*** Opening Source material ***

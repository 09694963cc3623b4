/*!
 * API Types
 * Snapshot types returned by the facade
 */

use serde::{Deserialize, Serialize};

use crate::core::types::{BatteryState, NetworkState, Timestamp};
use crate::system::ClipboardContent;

/// Current simulated machine state
#[derive(Debug, Clone, PartialEq, Eq, Serialize, Deserialize)]
pub struct SystemState {
    /// Wall clock in milliseconds since the epoch
    pub time: Timestamp,
    pub clipboard: Option<ClipboardContent>,
    pub battery: BatteryState,
    pub network: NetworkState,
}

*** Closing Source material ***

Task
With both ends included, please retype exactly the lines from the line containing "pub struct SystemState" to the final line of the data.

Solution to this task
pub struct SystemState {
    /// Wall clock in milliseconds since the epoch
    pub time: Timestamp,
    pub clipboard: Option<ClipboardContent>,
    pub battery: BatteryState,
    pub network: NetworkState,
}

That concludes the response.